According to some embodiments, the means for applying the transformation to the subdivisions of the original image includes means for applying a Discrete Cosine Transformation to the subdivisions of the original image to convert values of each subdivision to a frequency domain. A value for each pixel of the compressed image file includes, in some embodiments, a value corresponding to the low-frequency component for a corresponding subdivision of the original image. The apparatus of some embodiments includes: means for retrieving the compressed image file; means for expanding the compressed image file; means for applying an inverse transformation to each subdivision of the expanded, compressed image to form a generated image; and means for processing the generated image using a machine learning model to generate a reconstructed image substantially equivalent to the original image. According to some embodiments, the means for expanding the compressed image file includes: means for assigning the value for each subdivision of the original image as an index value of a pixel of a corresponding expanded subdivision; and means for assigning values of zero to remaining pixels other than the pixel having the index value of the corresponding expanded subdivision. The original image from the image sensor is, in some embodiments, captured along a road of a first functional class at the geographical location, where the machine learning model is trained using image data from a geographic region within a predetermined degree of similarity to the geographical location and captured along road segments of the first functional class.
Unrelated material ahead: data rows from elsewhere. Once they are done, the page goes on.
use crate::ast::*;
use crate::lexer::{Token, TokenKind};
use thiserror::Error;

#[derive(Debug, Error)]
pub enum ParseError {
    #[error("error[{line}:{col}]: {msg}")]
    Error {
        msg: String,
        line: usize,
        col: usize,
    },
}

pub struct Parser {
    tokens: Vec<Token>,
    pos: usize,
    ids: NodeIds,
}

mod core;
mod expr;
mod stmt;
mod types;
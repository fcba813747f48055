use clap::{Args, Parser as ClapParser, Subcommand, ValueEnum};

use listinit::rewriter::{RewriteOptions, UnresolvedPolicy};

#[derive(ClapParser)]
#[command(
    name = "listinit",
    about = "Desugar [<a, b, c>] list literals into List<T> construction"
)]
pub(super) struct Cli {
    #[command(subcommand)]
    pub(super) command: Commands,
}

#[derive(Subcommand)]
pub(super) enum Commands {
    /// Rewrite a source file and print the result
    Rewrite {
        file: String,
        /// Write the rewritten source to this file instead of stdout
        #[arg(short = 'o', long)]
        output: Option<String>,
        #[command(flatten)]
        options: RewriteArgs,
    },
    /// List every literal site and what it becomes, without writing output
    Check {
        file: String,
        #[command(flatten)]
        options: RewriteArgs,
    },
}

#[derive(Args)]
pub(super) struct RewriteArgs {
    /// Generic container type to instantiate
    #[arg(long, default_value = "List")]
    pub(super) container: String,
    /// What to do when the first element's type cannot be inferred
    #[arg(long, value_enum, default_value_t = OnUnresolved::Abstain)]
    pub(super) on_unresolved: OnUnresolved,
}

#[derive(Clone, Copy, ValueEnum)]
pub(super) enum OnUnresolved {
    /// Leave the literal as written
    Abstain,
    /// Rewrite with an unresolved type argument
    Proceed,
}

impl From<RewriteArgs> for RewriteOptions {
    fn from(args: RewriteArgs) -> Self {
        RewriteOptions {
            container: args.container,
            on_unresolved: match args.on_unresolved {
                OnUnresolved::Abstain => UnresolvedPolicy::Abstain,
                OnUnresolved::Proceed => UnresolvedPolicy::Proceed,
            },
        }
    }
}
/// List literal desugaring pass.
///
/// Runs after parsing and after the semantic model is built. Walks every
/// statement and expression; each element access that encodes a bracketed
/// list literal (`[<>]`, `[<x>]`, `[<a, b, c>]`) is replaced with a
/// construction of the configured container (`new List<int> { a, b, c }`).
///
/// The pass is a single traversal with no cross-node state. A replaced
/// node's original subtree is not visited again, so literals nested inside
/// another literal's elements are not rewritten.
pub mod pattern;
pub mod synthesize;

use tracing::{debug, trace, warn};

use crate::ast::{Expr, ExprKind, NodeId, NodeIds, Program, Stmt};
use crate::types::{Type, TypeResolver};

pub use pattern::{classify, match_literal, Candidate};
pub use synthesize::{resolve_element_type, synthesize};

/// What to do when the first element's type cannot be resolved.
#[derive(Debug, Clone, Copy, PartialEq, Eq, Default)]
pub enum UnresolvedPolicy {
    /// Leave the literal untouched; validation reports it.
    #[default]
    Abstain,
    /// Rewrite anyway with an unresolved type argument (`new List<?> { ... }`).
    Proceed,
}

#[derive(Debug, Clone, PartialEq, Eq)]
pub struct RewriteOptions {
    /// Generic container to instantiate.
    pub container: String,
    pub on_unresolved: UnresolvedPolicy,
}

impl Default for RewriteOptions {
    fn default() -> Self {
        RewriteOptions {
            container: "List".to_string(),
            on_unresolved: UnresolvedPolicy::default(),
        }
    }
}

/// Result of offering one node to the pass.
#[derive(Debug, Clone, PartialEq)]
pub enum Rewrite {
    Unchanged,
    Replaced(Expr),
}

#[derive(Debug, Clone, Copy, PartialEq, Eq)]
pub enum SiteOutcome {
    Rewritten,
    Abstained,
}

/// One recognised list literal.
#[derive(Debug, Clone, PartialEq)]
pub struct LiteralSite {
    pub line: usize,
    pub col: usize,
    pub elements: usize,
    pub element_type: Type,
    pub outcome: SiteOutcome,
}

#[derive(Debug, Clone, Default, PartialEq)]
pub struct RewriteReport {
    pub sites: Vec<LiteralSite>,
}

impl RewriteReport {
    pub fn rewritten(&self) -> usize {
        self.count(SiteOutcome::Rewritten)
    }

    pub fn abstained(&self) -> usize {
        self.count(SiteOutcome::Abstained)
    }

    fn count(&self, outcome: SiteOutcome) -> usize {
        self.sites.iter().filter(|s| s.outcome == outcome).count()
    }
}

pub struct Rewriter<'m, R: TypeResolver + ?Sized> {
    resolver: &'m R,
    options: RewriteOptions,
    ids: NodeIds,
    report: RewriteReport,
}

impl<'m, R: TypeResolver + ?Sized> Rewriter<'m, R> {
    pub fn new(resolver: &'m R, options: RewriteOptions) -> Self {
        Rewriter {
            resolver,
            options,
            ids: NodeIds::new(),
            report: RewriteReport::default(),
        }
    }

    /// First id to hand out to synthesized nodes. `rewrite_program` raises it
    /// past the program's own ids on its own.
    pub fn with_next_id(mut self, next: NodeId) -> Self {
        self.ids = NodeIds::starting_at(next);
        self
    }

    pub fn options(&self) -> &RewriteOptions {
        &self.options
    }

    pub fn report(&self) -> &RewriteReport {
        &self.report
    }

    /// Decide for a single node. `Unchanged` leaves recursion into the
    /// node's children to the caller.
    pub fn rewrite_node(&mut self, node: &Expr) -> Rewrite {
        let Some(elements) = match_literal(node) else {
            if matches!(node.kind, ExprKind::Index(..)) {
                trace!(line = node.line, col = node.col, "element access is not a list literal");
            }
            return Rewrite::Unchanged;
        };

        let element_type = resolve_element_type(&elements, self.resolver);
        let mut site = LiteralSite {
            line: node.line,
            col: node.col,
            elements: elements.len(),
            element_type: element_type.clone(),
            outcome: SiteOutcome::Rewritten,
        };

        if !element_type.is_known() && self.options.on_unresolved == UnresolvedPolicy::Abstain {
            warn!(
                line = node.line,
                col = node.col,
                "cannot infer list element type; literal left unchanged"
            );
            site.outcome = SiteOutcome::Abstained;
            self.report.sites.push(site);
            return Rewrite::Unchanged;
        }

        let elements: Vec<Expr> = elements.into_iter().cloned().collect();
        let replacement = synthesize(
            elements,
            &element_type,
            &self.options.container,
            &mut self.ids,
            node,
        );
        debug!(
            line = node.line,
            col = node.col,
            elements = site.elements,
            element_type = %element_type.display(),
            "list literal rewritten"
        );
        self.report.sites.push(site);
        Rewrite::Replaced(replacement)
    }

    pub fn rewrite_program(&mut self, program: Program) -> (Program, RewriteReport) {
        let next = self.ids.peek().max(program.next_id);
        self.ids = NodeIds::starting_at(next);

        let stmts = program
            .stmts
            .into_iter()
            .map(|s| self.rewrite_stmt(s))
            .collect();

        let report = std::mem::take(&mut self.report);
        (
            Program {
                stmts,
                next_id: self.ids.peek(),
            },
            report,
        )
    }

    pub fn rewrite_stmt(&mut self, stmt: Stmt) -> Stmt {
        match stmt {
            Stmt::Local {
                ty,
                name,
                init,
                line,
            } => Stmt::Local {
                ty,
                name,
                init: init.map(|e| self.rewrite_expr(e)),
                line,
            },
            Stmt::Assign(target, value) => {
                Stmt::Assign(self.rewrite_expr(target), self.rewrite_expr(value))
            }
            Stmt::Expr(expr) => Stmt::Expr(self.rewrite_expr(expr)),
            Stmt::Block(stmts) => {
                Stmt::Block(stmts.into_iter().map(|s| self.rewrite_stmt(s)).collect())
            }
            Stmt::If {
                cond,
                then_branch,
                else_branch,
            } => Stmt::If {
                cond: self.rewrite_expr(cond),
                then_branch: Box::new(self.rewrite_stmt(*then_branch)),
                else_branch: else_branch.map(|s| Box::new(self.rewrite_stmt(*s))),
            },
            Stmt::Foreach {
                ty,
                name,
                iter,
                body,
            } => Stmt::Foreach {
                ty,
                name,
                iter: self.rewrite_expr(iter),
                body: Box::new(self.rewrite_stmt(*body)),
            },
        }
    }

    pub fn rewrite_expr(&mut self, expr: Expr) -> Expr {
        if let Rewrite::Replaced(replacement) = self.rewrite_node(&expr) {
            return replacement;
        }

        let Expr {
            id,
            line,
            col,
            kind,
        } = expr;
        let kind = match kind {
            ExprKind::Missing | ExprKind::Literal(_) | ExprKind::Ident(_) => kind,
            ExprKind::Paren(inner) => ExprKind::Paren(self.rewrite_boxed(inner)),
            ExprKind::Unary(op, operand) => ExprKind::Unary(op, self.rewrite_boxed(operand)),
            ExprKind::Binary(op, left, right) => {
                let left = self.rewrite_boxed(left);
                ExprKind::Binary(op, left, self.rewrite_boxed(right))
            }
            ExprKind::Member(receiver, name) => {
                ExprKind::Member(self.rewrite_boxed(receiver), name)
            }
            ExprKind::Call(callee, args) => {
                let callee = self.rewrite_boxed(callee);
                ExprKind::Call(callee, self.rewrite_all(args))
            }
            ExprKind::Index(receiver, args) => {
                let receiver = self.rewrite_boxed(receiver);
                ExprKind::Index(receiver, self.rewrite_all(args))
            }
            ExprKind::New { ty, args, init } => ExprKind::New {
                ty,
                args: args.map(|a| self.rewrite_all(a)),
                init: init.map(|i| self.rewrite_all(i)),
            },
        };

        Expr {
            id,
            line,
            col,
            kind,
        }
    }

    fn rewrite_boxed(&mut self, expr: Box<Expr>) -> Box<Expr> {
        Box::new(self.rewrite_expr(*expr))
    }

    fn rewrite_all(&mut self, exprs: Vec<Expr>) -> Vec<Expr> {
        exprs.into_iter().map(|e| self.rewrite_expr(e)).collect()
    }
}

#[cfg(test)]
mod tests {
    use super::*;
    use crate::source::parse_source;
    use crate::types::SemanticModel;

    fn rewrite_with(src: &str, options: RewriteOptions) -> (Program, RewriteReport) {
        let program = parse_source(src).expect("parse failed");
        let model = SemanticModel::build(&program);
        Rewriter::new(&model, options).rewrite_program(program)
    }

    fn first_init(program: &Program) -> &Expr {
        match &program.stmts[0] {
            Stmt::Local { init: Some(e), .. } => e,
            other => panic!("expected initialized local, got {:?}", other),
        }
    }

    #[test]
    fn replacement_ids_are_fresh() {
        let program = parse_source("var xs = [<1, 2>];").expect("parse failed");
        let before = program.next_id;
        let model = SemanticModel::build(&program);
        let (after, _) = Rewriter::new(&model, RewriteOptions::default()).rewrite_program(program);
        assert_eq!(first_init(&after).id, before);
        assert_eq!(after.next_id, before + 1);
    }

    #[test]
    fn replacement_is_not_a_literal_again() {
        let program = parse_source("var xs = [<1>];").expect("parse failed");
        let model = SemanticModel::build(&program);
        let mut rewriter = Rewriter::new(&model, RewriteOptions::default());
        let (after, _) = rewriter.rewrite_program(program);
        let replacement = first_init(&after);
        assert_eq!(classify(replacement), Candidate::NoMatch);
        assert_eq!(rewriter.rewrite_node(replacement), Rewrite::Unchanged);
    }

    #[test]
    fn abstaining_records_the_site() {
        let (program, report) = rewrite_with("var xs = [<y>];", RewriteOptions::default());
        assert!(matches!(first_init(&program).kind, ExprKind::Index(..)));
        assert_eq!(report.abstained(), 1);
        assert_eq!(report.sites[0].element_type, Type::Unknown);
    }

    #[test]
    fn proceeding_rewrites_with_unknown_type() {
        let options = RewriteOptions {
            on_unresolved: UnresolvedPolicy::Proceed,
            ..RewriteOptions::default()
        };
        let (program, report) = rewrite_with("var xs = [<y>];", options);
        assert!(matches!(first_init(&program).kind, ExprKind::New { .. }));
        assert_eq!(report.rewritten(), 1);
    }

    #[test]
    fn empty_literal_never_abstains() {
        let (program, report) = rewrite_with("var xs = [<>];", RewriteOptions::default());
        assert!(matches!(first_init(&program).kind, ExprKind::New { .. }));
        assert_eq!(report.sites[0].element_type, Type::Object);
    }

    #[test]
    fn nested_literal_inside_elements_is_left_alone() {
        let (program, report) = rewrite_with("var xs = [<1, [<2>], 3>];", RewriteOptions::default());
        assert_eq!(report.sites.len(), 1);
        match &first_init(&program).kind {
            ExprKind::New {
                init: Some(elements),
                ..
            } => assert!(matches!(elements[1].kind, ExprKind::Index(..))),
            other => panic!("expected New, got {:?}", other),
        }
    }
}
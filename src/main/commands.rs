use std::process;

use colored::Colorize;

use listinit::rewriter::{RewriteOptions, SiteOutcome};
use listinit::source::{desugar_source, Desugared};

use crate::shared::{print_diagnostics, read_file, write_file};

fn load(file: &str, options: RewriteOptions) -> Desugared {
    let source = match read_file(file) {
        Ok(s) => s,
        Err(e) => {
            eprintln!("{}", e.red());
            process::exit(1);
        }
    };

    match desugar_source(&source, options) {
        Ok(d) => d,
        Err(e) => {
            eprintln!("{}", format!("{}: {}", file, e).red());
            process::exit(1);
        }
    }
}

pub(super) fn cmd_rewrite(file: &str, output: Option<&str>, options: RewriteOptions) {
    let desugared = load(file, options);

    match output {
        Some(path) => {
            if let Err(e) = write_file(path, &desugared.output) {
                eprintln!("{}", e.red());
                process::exit(1);
            }
        }
        None => print!("{}", desugared.output),
    }

    if !desugared.diagnostics.is_empty() {
        print_diagnostics(file, &desugared.diagnostics);
        process::exit(1);
    }
}

pub(super) fn cmd_check(file: &str, options: RewriteOptions) {
    let container = options.container.clone();
    let desugared = load(file, options);
    let report = &desugared.report;

    println!("Check: {}", file.cyan());

    for site in &report.sites {
        let what = if site.elements == 0 {
            format!("empty {}<{}>", container, site.element_type.display())
        } else {
            format!(
                "{} element(s) of {}",
                site.elements,
                site.element_type.display()
            )
        };
        let outcome = match site.outcome {
            SiteOutcome::Rewritten => "rewritten".green(),
            SiteOutcome::Abstained => "abstained".yellow(),
        };
        println!("  {}:{} {}: {}", site.line, site.col, outcome, what);
    }

    println!(
        "  {} rewritten, {} abstained",
        report.rewritten(),
        report.abstained()
    );

    if !desugared.diagnostics.is_empty() {
        for d in &desugared.diagnostics {
            println!("  {}", d.to_string().red());
        }
        process::exit(1);
    }
}
use super::*;

impl Parser {
    pub fn new(mut tokens: Vec<Token>) -> Self {
        if !matches!(tokens.last(), Some(Token { kind: TokenKind::Eof, .. })) {
            let (line, col) = tokens.last().map(|t| (t.line, t.col)).unwrap_or((1, 1));
            tokens.push(Token {
                kind: TokenKind::Eof,
                line,
                col,
            });
        }
        Parser {
            tokens,
            pos: 0,
            ids: NodeIds::new(),
        }
    }

    pub(super) fn error(&self, msg: impl Into<String>) -> ParseError {
        let tok = self.current();
        ParseError::Error {
            msg: msg.into(),
            line: tok.line,
            col: tok.col,
        }
    }

    pub(super) fn current(&self) -> &Token {
        self.peek(0)
    }

    pub(super) fn peek(&self, offset: usize) -> &Token {
        let idx = (self.pos + offset).min(self.tokens.len() - 1);
        &self.tokens[idx]
    }

    pub(super) fn advance(&mut self) -> &Token {
        let idx = self.pos.min(self.tokens.len() - 1);
        if self.pos < self.tokens.len() {
            self.pos += 1;
        }
        &self.tokens[idx]
    }

    pub(super) fn check_exact(&self, kind: &TokenKind) -> bool {
        &self.current().kind == kind
    }

    pub(super) fn is_eof(&self) -> bool {
        matches!(self.current().kind, TokenKind::Eof)
    }

    pub(super) fn expect_exact(&mut self, kind: &TokenKind) -> Result<Token, ParseError> {
        if &self.current().kind == kind {
            Ok(self.advance().clone())
        } else {
            Err(self.error(format!(
                "Expected {:?}, found {:?}",
                kind,
                self.current().kind
            )))
        }
    }

    pub(super) fn expect_ident(&mut self, what: &str) -> Result<String, ParseError> {
        match &self.current().kind {
            TokenKind::Ident(name) => {
                let name = name.clone();
                self.advance();
                Ok(name)
            }
            other => Err(self.error(format!("Expected {}, found {:?}", what, other))),
        }
    }

    /// Build a node positioned at the current token.
    pub(super) fn node_here(&mut self, kind: ExprKind) -> Expr {
        let (line, col) = (self.current().line, self.current().col);
        self.node_at(line, col, kind)
    }

    pub(super) fn node_at(&mut self, line: usize, col: usize, kind: ExprKind) -> Expr {
        Expr {
            id: self.ids.fresh(),
            line,
            col,
            kind,
        }
    }

    pub fn parse(&mut self) -> Result<Program, ParseError> {
        let mut stmts = Vec::new();

        while !self.is_eof() {
            stmts.push(self.parse_stmt()?);
        }

        Ok(Program {
            stmts,
            next_id: self.ids.peek(),
        })
    }
}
Having thus described example embodiments of the disclosure in general terms, reference will now be made to the accompanying drawings, which are not necessarily drawn to scale, and wherein:
Example embodiments of the present disclosure will now be described more fully hereinafter with reference to the accompanying drawings, in which some, but not all, embodiments of the invention are shown. Indeed, various embodiments of the invention may be embodied in many different forms and should not be construed as limited to the embodiments set forth herein; rather, these embodiments are provided so that this disclosure will satisfy applicable legal requirements. Like reference numerals refer to like elements throughout. As used herein, the terms “data,” “content,” “information,” and similar terms may be used interchangeably to refer to data capable of being transmitted, received and/or stored in accordance with embodiments of the present disclosure. Thus, use of any such terms should not be taken to limit the spirit and scope of embodiments of the present disclosure.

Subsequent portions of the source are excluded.